**Brief:**
All lines holding the word "unavailable" are to be copied from the records beneath.

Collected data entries

□ □ □ □ □

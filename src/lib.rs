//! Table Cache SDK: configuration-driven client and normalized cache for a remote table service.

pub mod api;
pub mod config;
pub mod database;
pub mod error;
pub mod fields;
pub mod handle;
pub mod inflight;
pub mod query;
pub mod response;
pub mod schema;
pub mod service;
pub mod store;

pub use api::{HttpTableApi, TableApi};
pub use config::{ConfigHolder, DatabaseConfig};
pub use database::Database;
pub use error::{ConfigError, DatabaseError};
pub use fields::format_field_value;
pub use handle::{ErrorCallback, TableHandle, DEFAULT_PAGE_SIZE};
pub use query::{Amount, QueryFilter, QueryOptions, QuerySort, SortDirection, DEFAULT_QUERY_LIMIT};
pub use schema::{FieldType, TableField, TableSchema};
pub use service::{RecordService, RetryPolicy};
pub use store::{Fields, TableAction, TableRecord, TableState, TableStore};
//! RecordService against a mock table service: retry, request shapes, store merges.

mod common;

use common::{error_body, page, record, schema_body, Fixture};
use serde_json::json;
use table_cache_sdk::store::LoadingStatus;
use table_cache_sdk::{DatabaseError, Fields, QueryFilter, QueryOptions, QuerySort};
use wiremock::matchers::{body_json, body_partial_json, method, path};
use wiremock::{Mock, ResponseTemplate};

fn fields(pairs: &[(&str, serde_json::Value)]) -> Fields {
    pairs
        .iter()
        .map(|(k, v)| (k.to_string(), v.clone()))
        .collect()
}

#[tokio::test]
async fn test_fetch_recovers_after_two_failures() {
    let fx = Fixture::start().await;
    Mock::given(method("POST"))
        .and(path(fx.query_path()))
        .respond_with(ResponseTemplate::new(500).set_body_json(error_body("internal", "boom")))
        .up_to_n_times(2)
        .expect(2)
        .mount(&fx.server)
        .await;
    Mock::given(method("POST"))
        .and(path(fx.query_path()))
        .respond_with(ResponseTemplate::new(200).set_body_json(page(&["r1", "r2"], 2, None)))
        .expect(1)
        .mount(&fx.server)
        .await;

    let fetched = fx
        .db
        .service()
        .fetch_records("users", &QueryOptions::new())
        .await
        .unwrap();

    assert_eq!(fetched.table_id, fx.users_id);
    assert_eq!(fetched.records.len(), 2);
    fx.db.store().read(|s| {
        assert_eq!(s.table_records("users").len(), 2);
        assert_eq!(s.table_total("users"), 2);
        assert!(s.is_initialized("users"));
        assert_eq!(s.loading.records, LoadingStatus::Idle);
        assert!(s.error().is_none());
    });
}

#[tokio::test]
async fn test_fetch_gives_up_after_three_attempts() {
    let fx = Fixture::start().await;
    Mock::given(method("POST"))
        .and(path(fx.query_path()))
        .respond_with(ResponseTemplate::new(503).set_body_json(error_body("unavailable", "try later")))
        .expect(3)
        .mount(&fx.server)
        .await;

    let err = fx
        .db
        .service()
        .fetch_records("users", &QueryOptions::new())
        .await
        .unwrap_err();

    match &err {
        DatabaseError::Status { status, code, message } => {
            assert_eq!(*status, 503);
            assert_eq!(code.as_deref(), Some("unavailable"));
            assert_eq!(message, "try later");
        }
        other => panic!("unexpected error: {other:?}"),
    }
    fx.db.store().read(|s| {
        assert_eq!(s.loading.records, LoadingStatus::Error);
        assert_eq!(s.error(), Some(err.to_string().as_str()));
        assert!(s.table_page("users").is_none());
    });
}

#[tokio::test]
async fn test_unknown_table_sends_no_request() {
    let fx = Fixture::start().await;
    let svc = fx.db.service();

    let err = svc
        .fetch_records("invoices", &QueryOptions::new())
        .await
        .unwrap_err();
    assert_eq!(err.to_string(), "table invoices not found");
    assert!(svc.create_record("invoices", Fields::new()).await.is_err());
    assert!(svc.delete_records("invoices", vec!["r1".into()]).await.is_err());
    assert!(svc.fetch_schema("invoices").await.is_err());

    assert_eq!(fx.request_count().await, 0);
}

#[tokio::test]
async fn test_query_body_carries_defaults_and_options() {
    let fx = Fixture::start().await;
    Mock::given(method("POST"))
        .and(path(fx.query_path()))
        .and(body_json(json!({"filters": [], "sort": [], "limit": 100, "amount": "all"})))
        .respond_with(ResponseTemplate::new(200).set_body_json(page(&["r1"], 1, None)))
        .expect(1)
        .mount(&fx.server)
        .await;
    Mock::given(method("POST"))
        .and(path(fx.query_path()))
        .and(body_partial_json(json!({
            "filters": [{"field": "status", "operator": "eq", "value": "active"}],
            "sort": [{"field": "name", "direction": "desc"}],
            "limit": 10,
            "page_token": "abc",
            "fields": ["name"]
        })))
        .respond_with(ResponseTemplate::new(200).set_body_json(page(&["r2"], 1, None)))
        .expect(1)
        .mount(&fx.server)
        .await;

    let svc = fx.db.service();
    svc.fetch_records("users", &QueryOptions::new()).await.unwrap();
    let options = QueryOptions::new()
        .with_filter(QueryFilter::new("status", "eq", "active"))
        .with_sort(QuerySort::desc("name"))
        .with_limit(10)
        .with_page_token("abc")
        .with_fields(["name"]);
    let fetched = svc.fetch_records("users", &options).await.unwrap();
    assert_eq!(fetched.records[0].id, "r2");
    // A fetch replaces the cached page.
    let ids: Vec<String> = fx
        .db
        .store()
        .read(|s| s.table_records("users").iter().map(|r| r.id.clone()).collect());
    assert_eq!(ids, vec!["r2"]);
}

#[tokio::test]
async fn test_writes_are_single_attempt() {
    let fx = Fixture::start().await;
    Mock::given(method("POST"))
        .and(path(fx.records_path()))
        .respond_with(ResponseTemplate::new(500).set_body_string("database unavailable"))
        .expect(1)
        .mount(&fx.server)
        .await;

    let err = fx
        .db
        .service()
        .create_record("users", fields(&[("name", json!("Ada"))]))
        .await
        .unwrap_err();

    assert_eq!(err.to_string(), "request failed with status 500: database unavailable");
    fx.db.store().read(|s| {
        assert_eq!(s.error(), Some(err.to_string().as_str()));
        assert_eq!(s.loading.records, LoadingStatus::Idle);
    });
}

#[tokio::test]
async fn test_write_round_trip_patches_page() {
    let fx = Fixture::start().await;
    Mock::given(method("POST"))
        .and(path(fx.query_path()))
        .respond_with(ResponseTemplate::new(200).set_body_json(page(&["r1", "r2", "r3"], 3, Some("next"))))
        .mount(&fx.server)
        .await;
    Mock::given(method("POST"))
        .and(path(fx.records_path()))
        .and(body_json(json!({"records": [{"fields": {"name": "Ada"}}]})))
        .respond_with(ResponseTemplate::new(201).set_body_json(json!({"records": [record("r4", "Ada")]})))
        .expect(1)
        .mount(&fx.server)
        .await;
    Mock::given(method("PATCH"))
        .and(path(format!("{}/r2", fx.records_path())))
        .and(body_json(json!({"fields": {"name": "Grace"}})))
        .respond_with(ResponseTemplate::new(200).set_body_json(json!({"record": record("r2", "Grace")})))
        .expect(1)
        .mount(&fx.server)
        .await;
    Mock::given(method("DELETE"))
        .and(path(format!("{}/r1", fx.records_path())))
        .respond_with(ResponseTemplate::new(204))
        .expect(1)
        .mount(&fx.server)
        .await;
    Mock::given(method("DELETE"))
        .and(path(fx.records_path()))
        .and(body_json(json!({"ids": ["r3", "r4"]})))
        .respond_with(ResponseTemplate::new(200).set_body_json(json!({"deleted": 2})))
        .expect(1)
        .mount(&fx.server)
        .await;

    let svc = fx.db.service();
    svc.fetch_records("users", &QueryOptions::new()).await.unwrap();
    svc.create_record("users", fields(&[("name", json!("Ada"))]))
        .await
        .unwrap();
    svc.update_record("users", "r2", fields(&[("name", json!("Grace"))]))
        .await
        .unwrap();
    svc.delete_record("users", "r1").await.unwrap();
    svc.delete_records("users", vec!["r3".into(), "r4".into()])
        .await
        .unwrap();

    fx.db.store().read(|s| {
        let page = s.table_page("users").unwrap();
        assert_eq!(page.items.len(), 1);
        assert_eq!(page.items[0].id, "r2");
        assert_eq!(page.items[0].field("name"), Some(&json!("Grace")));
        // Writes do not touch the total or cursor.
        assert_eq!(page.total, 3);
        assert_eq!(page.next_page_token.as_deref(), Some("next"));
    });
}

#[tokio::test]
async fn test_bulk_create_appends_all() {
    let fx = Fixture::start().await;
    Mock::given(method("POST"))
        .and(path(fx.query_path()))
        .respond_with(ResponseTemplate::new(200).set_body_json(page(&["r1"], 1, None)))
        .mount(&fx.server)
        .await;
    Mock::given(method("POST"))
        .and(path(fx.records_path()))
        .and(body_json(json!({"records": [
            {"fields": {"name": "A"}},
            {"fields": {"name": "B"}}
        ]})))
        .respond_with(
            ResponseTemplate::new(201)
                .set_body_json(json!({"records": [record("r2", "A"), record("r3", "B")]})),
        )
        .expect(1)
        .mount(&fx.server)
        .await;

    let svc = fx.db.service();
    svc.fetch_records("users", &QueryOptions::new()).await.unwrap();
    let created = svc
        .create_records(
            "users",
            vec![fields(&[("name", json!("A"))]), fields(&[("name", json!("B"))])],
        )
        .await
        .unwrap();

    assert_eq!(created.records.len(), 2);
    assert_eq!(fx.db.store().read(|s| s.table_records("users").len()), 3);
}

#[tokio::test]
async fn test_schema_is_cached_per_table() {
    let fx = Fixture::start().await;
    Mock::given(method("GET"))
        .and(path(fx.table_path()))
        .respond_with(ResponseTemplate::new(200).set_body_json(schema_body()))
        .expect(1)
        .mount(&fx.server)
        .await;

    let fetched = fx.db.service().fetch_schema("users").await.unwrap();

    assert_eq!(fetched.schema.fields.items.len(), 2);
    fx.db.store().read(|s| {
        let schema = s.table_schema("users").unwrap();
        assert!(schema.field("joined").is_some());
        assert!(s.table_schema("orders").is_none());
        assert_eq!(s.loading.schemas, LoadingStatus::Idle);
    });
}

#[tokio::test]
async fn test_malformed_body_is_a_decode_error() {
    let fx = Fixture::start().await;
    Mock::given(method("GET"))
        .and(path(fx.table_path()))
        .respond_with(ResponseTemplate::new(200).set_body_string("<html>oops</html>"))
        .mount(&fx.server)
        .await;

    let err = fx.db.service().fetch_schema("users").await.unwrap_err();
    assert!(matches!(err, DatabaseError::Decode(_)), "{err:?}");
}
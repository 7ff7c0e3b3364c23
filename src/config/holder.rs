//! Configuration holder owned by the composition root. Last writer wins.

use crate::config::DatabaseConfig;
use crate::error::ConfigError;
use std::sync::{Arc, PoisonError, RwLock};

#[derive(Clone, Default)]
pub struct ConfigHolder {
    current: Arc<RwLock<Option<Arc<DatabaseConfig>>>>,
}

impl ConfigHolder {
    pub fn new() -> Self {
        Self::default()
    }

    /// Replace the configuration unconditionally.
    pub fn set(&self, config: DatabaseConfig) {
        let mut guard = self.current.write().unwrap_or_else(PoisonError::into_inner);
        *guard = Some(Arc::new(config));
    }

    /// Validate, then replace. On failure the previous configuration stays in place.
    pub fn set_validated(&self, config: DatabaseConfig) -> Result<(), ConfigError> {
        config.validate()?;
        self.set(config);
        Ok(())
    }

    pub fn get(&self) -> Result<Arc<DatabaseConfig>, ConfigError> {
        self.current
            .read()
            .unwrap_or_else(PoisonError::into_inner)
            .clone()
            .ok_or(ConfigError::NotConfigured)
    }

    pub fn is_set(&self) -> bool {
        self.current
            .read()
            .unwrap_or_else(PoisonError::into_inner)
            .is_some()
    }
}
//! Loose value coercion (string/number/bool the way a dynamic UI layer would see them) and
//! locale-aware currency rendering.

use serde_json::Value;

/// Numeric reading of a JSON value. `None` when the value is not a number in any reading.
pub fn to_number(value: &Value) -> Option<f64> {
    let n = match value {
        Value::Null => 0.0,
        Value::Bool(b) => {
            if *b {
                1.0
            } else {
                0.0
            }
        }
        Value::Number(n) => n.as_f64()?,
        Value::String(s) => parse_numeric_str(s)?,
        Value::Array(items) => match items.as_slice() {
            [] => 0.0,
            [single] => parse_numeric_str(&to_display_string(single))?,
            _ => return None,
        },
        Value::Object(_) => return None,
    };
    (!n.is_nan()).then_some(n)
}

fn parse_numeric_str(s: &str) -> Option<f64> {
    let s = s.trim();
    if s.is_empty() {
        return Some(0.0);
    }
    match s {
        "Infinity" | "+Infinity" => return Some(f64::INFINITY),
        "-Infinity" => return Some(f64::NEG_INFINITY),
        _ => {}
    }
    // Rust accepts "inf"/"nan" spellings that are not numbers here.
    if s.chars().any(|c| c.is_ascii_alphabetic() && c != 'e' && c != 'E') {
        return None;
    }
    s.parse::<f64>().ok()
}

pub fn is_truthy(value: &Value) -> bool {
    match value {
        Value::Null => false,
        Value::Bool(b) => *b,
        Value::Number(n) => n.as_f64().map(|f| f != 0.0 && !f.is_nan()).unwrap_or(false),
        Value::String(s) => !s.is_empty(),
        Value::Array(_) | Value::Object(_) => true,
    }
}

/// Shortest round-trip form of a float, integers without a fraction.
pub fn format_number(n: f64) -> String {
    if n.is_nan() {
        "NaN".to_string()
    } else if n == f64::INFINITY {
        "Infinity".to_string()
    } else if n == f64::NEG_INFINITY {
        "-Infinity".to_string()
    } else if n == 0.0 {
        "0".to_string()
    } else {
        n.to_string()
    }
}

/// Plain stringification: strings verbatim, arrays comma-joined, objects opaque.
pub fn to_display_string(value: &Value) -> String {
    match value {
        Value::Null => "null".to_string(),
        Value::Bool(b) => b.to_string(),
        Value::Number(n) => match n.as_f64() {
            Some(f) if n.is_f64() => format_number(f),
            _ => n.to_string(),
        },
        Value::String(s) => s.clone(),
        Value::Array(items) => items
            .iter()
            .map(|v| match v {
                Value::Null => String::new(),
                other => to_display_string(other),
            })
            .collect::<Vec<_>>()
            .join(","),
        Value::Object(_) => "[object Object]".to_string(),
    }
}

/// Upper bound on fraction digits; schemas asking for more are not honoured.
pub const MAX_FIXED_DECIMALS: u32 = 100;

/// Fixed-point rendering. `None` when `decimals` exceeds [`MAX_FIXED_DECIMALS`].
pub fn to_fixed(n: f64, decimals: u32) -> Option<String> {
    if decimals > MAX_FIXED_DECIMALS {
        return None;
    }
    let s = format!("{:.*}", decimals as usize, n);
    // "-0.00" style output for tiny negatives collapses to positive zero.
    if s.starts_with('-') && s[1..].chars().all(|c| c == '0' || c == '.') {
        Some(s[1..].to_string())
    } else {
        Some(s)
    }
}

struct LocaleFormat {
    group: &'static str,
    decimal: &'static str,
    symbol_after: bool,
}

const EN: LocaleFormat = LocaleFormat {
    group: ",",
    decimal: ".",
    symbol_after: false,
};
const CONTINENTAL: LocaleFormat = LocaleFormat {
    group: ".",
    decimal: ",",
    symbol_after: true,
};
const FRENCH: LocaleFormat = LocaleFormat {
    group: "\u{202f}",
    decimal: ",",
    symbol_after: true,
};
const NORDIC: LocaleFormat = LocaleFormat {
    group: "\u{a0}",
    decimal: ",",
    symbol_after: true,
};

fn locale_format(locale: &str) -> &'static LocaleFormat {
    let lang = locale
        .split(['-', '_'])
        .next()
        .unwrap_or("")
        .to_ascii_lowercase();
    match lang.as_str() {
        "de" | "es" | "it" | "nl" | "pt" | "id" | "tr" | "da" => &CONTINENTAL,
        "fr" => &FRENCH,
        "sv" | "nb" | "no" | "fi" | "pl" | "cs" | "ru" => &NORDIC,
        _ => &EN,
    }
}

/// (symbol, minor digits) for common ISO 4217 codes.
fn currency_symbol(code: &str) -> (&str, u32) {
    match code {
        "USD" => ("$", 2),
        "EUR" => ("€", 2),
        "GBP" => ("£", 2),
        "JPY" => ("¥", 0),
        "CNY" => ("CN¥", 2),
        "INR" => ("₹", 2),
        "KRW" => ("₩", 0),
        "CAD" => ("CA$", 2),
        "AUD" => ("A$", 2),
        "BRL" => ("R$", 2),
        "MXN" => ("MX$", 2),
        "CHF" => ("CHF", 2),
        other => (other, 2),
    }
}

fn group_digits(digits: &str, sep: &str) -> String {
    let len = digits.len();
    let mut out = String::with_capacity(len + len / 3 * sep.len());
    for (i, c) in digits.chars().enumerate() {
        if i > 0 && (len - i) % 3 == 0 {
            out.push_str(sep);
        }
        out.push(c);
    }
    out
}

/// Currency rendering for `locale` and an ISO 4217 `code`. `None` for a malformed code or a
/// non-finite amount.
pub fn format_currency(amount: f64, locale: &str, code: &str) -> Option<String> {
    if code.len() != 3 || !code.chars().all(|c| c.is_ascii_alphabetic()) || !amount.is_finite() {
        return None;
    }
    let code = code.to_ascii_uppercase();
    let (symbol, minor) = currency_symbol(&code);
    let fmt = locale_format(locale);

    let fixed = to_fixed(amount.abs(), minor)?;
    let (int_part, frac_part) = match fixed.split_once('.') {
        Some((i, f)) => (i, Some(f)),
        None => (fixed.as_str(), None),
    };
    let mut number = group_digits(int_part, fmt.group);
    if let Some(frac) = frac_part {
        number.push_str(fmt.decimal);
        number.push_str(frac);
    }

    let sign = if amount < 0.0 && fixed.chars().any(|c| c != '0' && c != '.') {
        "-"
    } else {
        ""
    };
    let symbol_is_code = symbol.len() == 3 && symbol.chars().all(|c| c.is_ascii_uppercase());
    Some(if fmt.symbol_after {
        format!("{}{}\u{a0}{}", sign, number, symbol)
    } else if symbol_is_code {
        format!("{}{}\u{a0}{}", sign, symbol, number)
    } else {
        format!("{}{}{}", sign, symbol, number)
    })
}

□ □ □ □ □

**Solution:**
        .respond_with(ResponseTemplate::new(503).set_body_json(error_body("unavailable", "try later")))
            assert_eq!(code.as_deref(), Some("unavailable"));
        .respond_with(ResponseTemplate::new(500).set_body_string("database unavailable"))
    assert_eq!(err.to_string(), "request failed with status 500: database unavailable");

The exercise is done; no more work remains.